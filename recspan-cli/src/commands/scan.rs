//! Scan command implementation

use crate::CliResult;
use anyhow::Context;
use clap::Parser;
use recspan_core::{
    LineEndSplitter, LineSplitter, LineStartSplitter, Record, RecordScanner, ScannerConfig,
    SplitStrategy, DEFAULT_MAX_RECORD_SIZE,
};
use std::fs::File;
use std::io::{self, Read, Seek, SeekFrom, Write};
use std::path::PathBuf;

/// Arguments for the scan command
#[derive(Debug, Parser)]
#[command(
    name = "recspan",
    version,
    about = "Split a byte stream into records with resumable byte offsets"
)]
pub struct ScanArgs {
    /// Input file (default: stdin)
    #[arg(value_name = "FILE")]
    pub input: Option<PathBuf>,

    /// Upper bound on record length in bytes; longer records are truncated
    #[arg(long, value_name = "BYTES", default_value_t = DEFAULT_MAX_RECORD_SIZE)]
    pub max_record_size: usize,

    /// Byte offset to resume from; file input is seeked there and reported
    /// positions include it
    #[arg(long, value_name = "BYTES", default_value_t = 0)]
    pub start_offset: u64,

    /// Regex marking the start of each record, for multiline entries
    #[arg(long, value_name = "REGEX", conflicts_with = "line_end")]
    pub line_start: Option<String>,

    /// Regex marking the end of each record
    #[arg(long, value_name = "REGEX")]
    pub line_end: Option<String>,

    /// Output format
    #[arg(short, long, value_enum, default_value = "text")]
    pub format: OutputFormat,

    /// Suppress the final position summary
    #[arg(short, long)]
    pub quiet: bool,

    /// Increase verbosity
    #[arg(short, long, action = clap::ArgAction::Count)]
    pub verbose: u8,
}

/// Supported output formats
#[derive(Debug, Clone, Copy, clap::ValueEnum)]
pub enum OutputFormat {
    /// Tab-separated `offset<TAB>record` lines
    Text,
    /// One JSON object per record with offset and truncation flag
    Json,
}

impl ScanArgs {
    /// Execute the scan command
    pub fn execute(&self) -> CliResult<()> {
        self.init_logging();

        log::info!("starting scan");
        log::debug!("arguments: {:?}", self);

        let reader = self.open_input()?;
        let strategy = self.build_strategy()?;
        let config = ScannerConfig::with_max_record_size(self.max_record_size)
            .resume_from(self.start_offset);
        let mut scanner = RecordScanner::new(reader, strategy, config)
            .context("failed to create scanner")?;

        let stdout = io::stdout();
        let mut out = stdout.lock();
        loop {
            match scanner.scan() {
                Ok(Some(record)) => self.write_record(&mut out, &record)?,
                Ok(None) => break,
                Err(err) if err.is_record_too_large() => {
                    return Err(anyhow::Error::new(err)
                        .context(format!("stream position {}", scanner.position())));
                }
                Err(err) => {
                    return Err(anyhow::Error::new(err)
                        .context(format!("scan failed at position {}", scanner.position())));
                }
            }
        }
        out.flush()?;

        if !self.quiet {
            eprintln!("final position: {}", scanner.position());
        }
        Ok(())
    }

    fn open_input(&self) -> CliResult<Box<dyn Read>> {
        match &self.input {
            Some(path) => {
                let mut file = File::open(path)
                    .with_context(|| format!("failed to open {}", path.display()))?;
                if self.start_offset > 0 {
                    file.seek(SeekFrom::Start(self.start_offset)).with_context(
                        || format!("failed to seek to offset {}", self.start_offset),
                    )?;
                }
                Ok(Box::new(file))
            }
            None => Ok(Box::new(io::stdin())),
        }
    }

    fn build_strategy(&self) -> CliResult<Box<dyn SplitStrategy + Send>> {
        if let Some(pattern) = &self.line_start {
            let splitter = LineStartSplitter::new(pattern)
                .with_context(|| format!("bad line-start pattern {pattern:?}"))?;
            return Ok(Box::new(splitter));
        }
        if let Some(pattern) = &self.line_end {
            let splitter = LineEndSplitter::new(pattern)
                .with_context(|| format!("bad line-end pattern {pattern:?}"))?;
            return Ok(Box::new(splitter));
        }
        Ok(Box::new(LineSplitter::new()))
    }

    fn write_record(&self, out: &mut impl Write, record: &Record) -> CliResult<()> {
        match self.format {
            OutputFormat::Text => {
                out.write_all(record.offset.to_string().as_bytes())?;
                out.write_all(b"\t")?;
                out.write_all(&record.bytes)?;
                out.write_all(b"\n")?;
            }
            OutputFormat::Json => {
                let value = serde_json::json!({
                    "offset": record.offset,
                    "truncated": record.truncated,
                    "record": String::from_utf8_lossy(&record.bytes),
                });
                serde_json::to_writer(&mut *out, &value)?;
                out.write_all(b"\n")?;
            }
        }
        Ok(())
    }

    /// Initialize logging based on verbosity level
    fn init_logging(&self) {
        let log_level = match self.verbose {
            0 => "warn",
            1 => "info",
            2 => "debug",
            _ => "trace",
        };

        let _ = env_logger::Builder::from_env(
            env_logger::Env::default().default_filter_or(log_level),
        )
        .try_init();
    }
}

## WHAT TO DO
Extract all of the data above without altering anything.

## YOUR RESPONSE
filename recspan-cli/src/commands/scan.rs
//! Scan command implementation

use crate::CliResult;
use anyhow::Context;
use clap::Parser;
use recspan_core::{
    LineEndSplitter, LineSplitter, LineStartSplitter, Record, RecordScanner, ScannerConfig,
    SplitStrategy, DEFAULT_MAX_RECORD_SIZE,
};
use std::fs::File;
use std::io::{self, Read, Seek, SeekFrom, Write};
use std::path::PathBuf;

/// Arguments for the scan command
#[derive(Debug, Parser)]
#[command(
    name = "recspan",
    version,
    about = "Split a byte stream into records with resumable byte offsets"
)]
pub struct ScanArgs {
    /// Input file (default: stdin)
    #[arg(value_name = "FILE")]
    pub input: Option<PathBuf>,

    /// Upper bound on record length in bytes; longer records are truncated
    #[arg(long, value_name = "BYTES", default_value_t = DEFAULT_MAX_RECORD_SIZE)]
    pub max_record_size: usize,

    /// Byte offset to resume from; file input is seeked there and reported
    /// positions include it
    #[arg(long, value_name = "BYTES", default_value_t = 0)]
    pub start_offset: u64,

    /// Regex marking the start of each record, for multiline entries
    #[arg(long, value_name = "REGEX", conflicts_with = "line_end")]
    pub line_start: Option<String>,

    /// Regex marking the end of each record
    #[arg(long, value_name = "REGEX")]
    pub line_end: Option<String>,

    /// Output format
    #[arg(short, long, value_enum, default_value = "text")]
    pub format: OutputFormat,

    /// Suppress the final position summary
    #[arg(short, long)]
    pub quiet: bool,

    /// Increase verbosity
    #[arg(short, long, action = clap::ArgAction::Count)]
    pub verbose: u8,
}

/// Supported output formats
#[derive(Debug, Clone, Copy, clap::ValueEnum)]
pub enum OutputFormat {
    /// Tab-separated `offset<TAB>record` lines
    Text,
    /// One JSON object per record with offset and truncation flag
    Json,
}

impl ScanArgs {
    /// Execute the scan command
    pub fn execute(&self) -> CliResult<()> {
        self.init_logging();

        log::info!("starting scan");
        log::debug!("arguments: {:?}", self);

        let reader = self.open_input()?;
        let strategy = self.build_strategy()?;
        let config = ScannerConfig::with_max_record_size(self.max_record_size)
            .resume_from(self.start_offset);
        let mut scanner = RecordScanner::new(reader, strategy, config)
            .context("failed to create scanner")?;

        let stdout = io::stdout();
        let mut out = stdout.lock();
        loop {
            match scanner.scan() {
                Ok(Some(record)) => self.write_record(&mut out, &record)?,
                Ok(None) => break,
                Err(err) if err.is_record_too_large() => {
                    return Err(anyhow::Error::new(err)
                        .context(format!("stream position {}", scanner.position())));
                }
                Err(err) => {
                    return Err(anyhow::Error::new(err)
                        .context(format!("scan failed at position {}", scanner.position())));
                }
            }
        }
        out.flush()?;

        if !self.quiet {
            eprintln!("final position: {}", scanner.position());
        }
        Ok(())
    }

    fn open_input(&self) -> CliResult<Box<dyn Read>> {
        match &self.input {
            Some(path) => {
                let mut file = File::open(path)
                    .with_context(|| format!("failed to open {}", path.display()))?;
                if self.start_offset > 0 {
                    file.seek(SeekFrom::Start(self.start_offset)).with_context(
                        || format!("failed to seek to offset {}", self.start_offset),
                    )?;
                }
                Ok(Box::new(file))
            }
            None => Ok(Box::new(io::stdin())),
        }
    }

    fn build_strategy(&self) -> CliResult<Box<dyn SplitStrategy + Send>> {
        if let Some(pattern) = &self.line_start {
            let splitter = LineStartSplitter::new(pattern)
                .with_context(|| format!("bad line-start pattern {pattern:?}"))?;
            return Ok(Box::new(splitter));
        }
        if let Some(pattern) = &self.line_end {
            let splitter = LineEndSplitter::new(pattern)
                .with_context(|| format!("bad line-end pattern {pattern:?}"))?;
            return Ok(Box::new(splitter));
        }
        Ok(Box::new(LineSplitter::new()))
    }

    fn write_record(&self, out: &mut impl Write, record: &Record) -> CliResult<()> {
        match self.format {
            OutputFormat::Text => {
                out.write_all(record.offset.to_string().as_bytes())?;
                out.write_all(b"\t")?;
                out.write_all(&record.bytes)?;
                out.write_all(b"\n")?;
            }
            OutputFormat::Json => {
                let value = serde_json::json!({
                    "offset": record.offset,
                    "truncated": record.truncated,
                    "record": String::from_utf8_lossy(&record.bytes),
                });
                serde_json::to_writer(&mut *out, &value)?;
                out.write_all(b"\n")?;
            }
        }
        Ok(())
    }

    /// Initialize logging based on verbosity level
    fn init_logging(&self) {
        let log_level = match self.verbose {
            0 => "warn",
            1 => "info",
            2 => "debug",
            _ => "trace",
        };

        let _ = env_logger::Builder::from_env(
            env_logger::Env::default().default_filter_or(log_level),
        )
        .try_init();
    }
}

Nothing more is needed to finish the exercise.